According to the insurer, as the age increases, the medical risks associated with the employees go up.
So your insurance company raises the premium to compensate for the risks.
According to this, a company with a younger workforce where the average age of employees is between 20 to 30 may pay lesser premiums than the ones with an average age of 45.
The loss ratio in insurance refers to the ratio of the amount of money an insurance company pays out in claims to the amount of money it receives in premiums.
The formula for the Loss Ratio is:
Loss Ratio = (Total Claims Paid /Total Premiums Earned) × 100
For example, if an insurance company pays out 40,000 in claims for every 50,000 it collects in premiums, the loss ratio would be 80%. A higher loss ratio indicates that a larger portion of the premiums is being used to cover claims, which can impact the profitability of the insurance company.
If the insurance company finds that the loss ratio has consistently surpassed 100%, indicating that the amount paid out in claims has exceeded the premiums earned from you, the insurer may choose to raise the premium rates
Employers pay a set premium for a specific number of employees and their covered lives. However, any increase or decrease in the number of employees directly affects the premium amount. As your organization's workforce grows, the annual renewal premium also increases, reflecting the expanded coverage for additional employees.
For example, a company named XYZ has a group health insurance plan for its employees with a fixed premium of 1000 per employee per month, covering both the employee and their dependents. The company has 100 employees, so the total monthly premium would be:
1000 (premium per employee) x 100 (number of employees) = 1,00,000 per month.
Now, if the company hires an additional 20 employees, the new total number of employees covered would be 120. The revised monthly premium would be:
1000 (premium per employee) x 120 (new number of employees) = 1,20,000 per month.
Conversely, if the number of lives decreases, the premium would decrease accordingly.
IBNR, or "Incurred But Not Reported," refers to the estimated value of claims that have occurred but haven't been officially reported to the insurance company. It's essential for insurers to set aside funds to cover these claims, especially when reporting may be delayed. This helps ensure financial stability and the ability to meet future claim obligations.
Example: A few employees from Company ABC had experienced medical issues during the policy period, but they hadn't submitted their insurance claims yet. The Incurred But Not Reported (IBNR) amount was estimated to be 4-6% of the annual premium, which stood at 600,000. Upon renewal, this IBNR was factored in, resulting in a revised premium of 624,000.
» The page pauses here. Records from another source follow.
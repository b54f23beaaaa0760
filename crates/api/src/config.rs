//! Process configuration, read from the environment exactly once at startup
//! and passed down explicitly. No component reads an env var on its own.

use tribunal_auth::TokenConfig;

#[derive(Debug, Clone)]
pub struct AppConfig {
    pub bind_addr: String,
    pub token: TokenConfig,
    /// When set, storage runs against Postgres; otherwise in-memory.
    pub database_url: Option<String>,
    pub discord: Option<DiscordConfig>,
}

#[derive(Debug, Clone)]
pub struct DiscordConfig {
    pub client_id: String,
    pub client_secret: String,
    pub redirect_url: String,
}

impl AppConfig {
    pub fn from_env() -> Self {
        let secret = std::env::var("JWT_SECRET").unwrap_or_else(|_| {
            tracing::warn!("JWT_SECRET not set; using insecure dev default");
            "dev-secret".to_string()
        });
        let issuer = std::env::var("TOKEN_ISSUER").unwrap_or_else(|_| "tribunal".to_string());
        let audience =
            std::env::var("BASE_URL").unwrap_or_else(|_| "http://localhost:8080".to_string());

        let discord = match (
            std::env::var("DISCORD_CLIENT_ID"),
            std::env::var("DISCORD_CLIENT_SECRET"),
            std::env::var("DISCORD_REDIRECT_URL"),
        ) {
            (Ok(client_id), Ok(client_secret), Ok(redirect_url)) => Some(DiscordConfig {
                client_id,
                client_secret,
                redirect_url,
            }),
            _ => None,
        };

        Self {
            bind_addr: std::env::var("BIND_ADDR").unwrap_or_else(|_| "0.0.0.0:8080".to_string()),
            token: TokenConfig {
                secret,
                issuer,
                audience,
            },
            database_url: std::env::var("DATABASE_URL").ok(),
            discord,
        }
    }
}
If a company opts to modify certain health insurance benefits for its employees, this will inevitably affect the premium paid to the insurance company. These changes may involve adding new benefits like maternity or pet insurance, or introducing caps on certain ailments, etc. Such adjustments lead to alterations in policy terms and conditions, encompassing changes in coverage and capping.
Example: A company XYZ sought to enhance maternity benefits coverage for all employees. Originally they were paying 10,00,000 annual premium for coverage and decided to add 50,000 for maternity benefits. This resulted in a revised annual premium of 12,00,000 to the insurance company.